**Saved entries**
use anyhow::{Context, Result, anyhow};
use reqwest::Url;
use reqwest::blocking::Client;
use reqwest::header::HeaderMap;
use serde::Deserialize;
use tracing::{debug, info, warn};

use crate::config::OddsConfig;
use crate::error::OddsError;
use crate::http_client::http_client;

const REGIONS: &str = "eu";
const MARKETS: &str = "h2h";
const ODDS_FORMAT: &str = "decimal";

// Every field is optional: the formatter substitutes defaults rather than
// rejecting a game for a missing name or price.
#[derive(Debug, Clone, Default, Deserialize)]
pub struct OddsEvent {
    pub id: Option<String>,
    pub sport_key: Option<String>,
    pub sport_title: Option<String>,
    pub commence_time: Option<String>,
    pub home_team: Option<String>,
    pub away_team: Option<String>,
    pub bookmakers: Option<Vec<OddsBookmaker>>,
}

#[derive(Debug, Clone, Default, Deserialize)]
pub struct OddsBookmaker {
    pub key: Option<String>,
    pub markets: Option<Vec<OddsMarket>>,
}

#[derive(Debug, Clone, Default, Deserialize)]
pub struct OddsMarket {
    pub key: Option<String>,
    pub outcomes: Option<Vec<OddsOutcome>>,
}

#[derive(Debug, Clone, Default, Deserialize)]
pub struct OddsOutcome {
    pub name: Option<String>,
    pub price: Option<f64>,
}

impl OddsEvent {
    /// Outcomes of the first bookmaker's first market, or `None` when the
    /// game has no bookmaker at all.
    pub fn headline_outcomes(&self) -> Option<&[OddsOutcome]> {
        let bookmaker = self.bookmakers.as_deref()?.first()?;
        let outcomes = bookmaker
            .markets
            .as_deref()
            .and_then(|markets| markets.first())
            .and_then(|market| market.outcomes.as_deref())
            .unwrap_or_default();
        Some(outcomes)
    }
}

pub fn parse_odds_events_json(raw: &str) -> Result<Vec<OddsEvent>> {
    let parsed: Option<Vec<OddsEvent>> =
        serde_json::from_str(raw).context("invalid odds json")?;
    Ok(parsed.unwrap_or_default())
}

/// Anything that can produce raw odds events for a sport key.
pub trait OddsSource {
    fn fetch_odds(&self, sport: &str) -> Result<Vec<OddsEvent>, OddsError>;
}

/// The Odds API v4 over a blocking reqwest client.
#[derive(Debug, Clone)]
pub struct TheOddsApi {
    client: Client,
    api_key: String,
    base_url: String,
}

impl TheOddsApi {
    pub fn new(client: Client, api_key: impl Into<String>, base_url: impl Into<String>) -> Self {
        Self {
            client,
            api_key: api_key.into(),
            base_url: base_url.into(),
        }
    }

    /// `None` when the config carries no API key (mock mode).
    pub fn from_config(cfg: &OddsConfig) -> Result<Option<Self>> {
        let Some(api_key) = cfg.api_key.as_ref() else {
            return Ok(None);
        };
        let client = http_client(cfg.timeout)?;
        Ok(Some(Self::new(client, api_key.clone(), cfg.base_url.clone())))
    }

    pub fn odds_url(&self, sport: &str) -> Result<Url> {
        let mut url = Url::parse(&self.base_url)
            .with_context(|| format!("invalid odds base url {}", self.base_url))?;
        url.path_segments_mut()
            .map_err(|_| anyhow!("odds base url cannot carry a path"))?
            .pop_if_empty()
            .extend(["v4", "sports", sport, "odds", ""]);
        Ok(url)
    }
}

impl OddsSource for TheOddsApi {
    fn fetch_odds(&self, sport: &str) -> Result<Vec<OddsEvent>, OddsError> {
        let url = self.odds_url(sport)?;
        debug!(%url, "requesting odds");

        // reqwest errors embed the request url, which would leak the api key.
        let resp = self
            .client
            .get(url)
            .query(&[
                ("apiKey", self.api_key.as_str()),
                ("regions", REGIONS),
                ("markets", MARKETS),
                ("oddsFormat", ODDS_FORMAT),
            ])
            .send()
            .map_err(reqwest::Error::without_url)
            .context("odds request failed")?;

        let status = resp.status();
        log_quota(resp.headers());
        if !status.is_success() {
            warn!(sport, status = status.as_u16(), "odds api returned an error status");
            return Err(OddsError::upstream_status(status));
        }

        let body = resp
            .text()
            .map_err(reqwest::Error::without_url)
            .context("failed reading odds body")?;
        let events = parse_odds_events_json(&body)?;
        info!(sport, events = events.len(), "odds fetched");
        Ok(events)
    }
}

fn log_quota(headers: &HeaderMap) {
    let read = |name: &str| {
        headers
            .get(name)
            .and_then(|v| v.to_str().ok())
            .and_then(|s| s.trim().parse::<u32>().ok())
    };
    let remaining = read("x-requests-remaining");
    let used = read("x-requests-used");
    if remaining.is_some() || used.is_some() {
        debug!(?remaining, ?used, "odds api quota");
    }
}

#[cfg(test)]
mod tests {
    use reqwest::blocking::Client;

    use super::{TheOddsApi, parse_odds_events_json};

    #[test]
    fn odds_url_appends_sport_path() {
        let api = TheOddsApi::new(Client::new(), "k", "https://api.the-odds-api.com");
        let url = api.odds_url("soccer_epl").expect("url");
        assert_eq!(
            url.as_str(),
            "https://api.the-odds-api.com/v4/sports/soccer_epl/odds/"
        );
    }

    #[test]
    fn odds_url_escapes_sport_segment() {
        let api = TheOddsApi::new(Client::new(), "k", "http://localhost:9000/proxy");
        let url = api.odds_url("soccer/../admin").expect("url");
        assert_eq!(
            url.as_str(),
            "http://localhost:9000/proxy/v4/sports/soccer%2F..%2Fadmin/odds/"
        );
    }

    #[test]
    fn parses_sparse_events() {
        let raw = r#"[{"id":"a","bookmakers":[{"markets":[]}]},{"home_team":null}]"#;
        let events = parse_odds_events_json(raw).expect("valid json");
        assert_eq!(events.len(), 2);
        assert_eq!(events[0].headline_outcomes().map(<[_]>::len), Some(0));
        assert!(events[1].headline_outcomes().is_none());
    }

    #[test]
    fn null_payload_is_empty() {
        assert!(parse_odds_events_json("null").expect("null parses").is_empty());
    }

    #[test]
    fn object_payload_is_rejected() {
        assert!(parse_odds_events_json(r#"{"message":"quota"}"#).is_err());
    }
}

**ACTION ITEM**
Please go over the data above and tally every line holding "failed"; reply only with the count.

**THE COMPLETED TASK**
2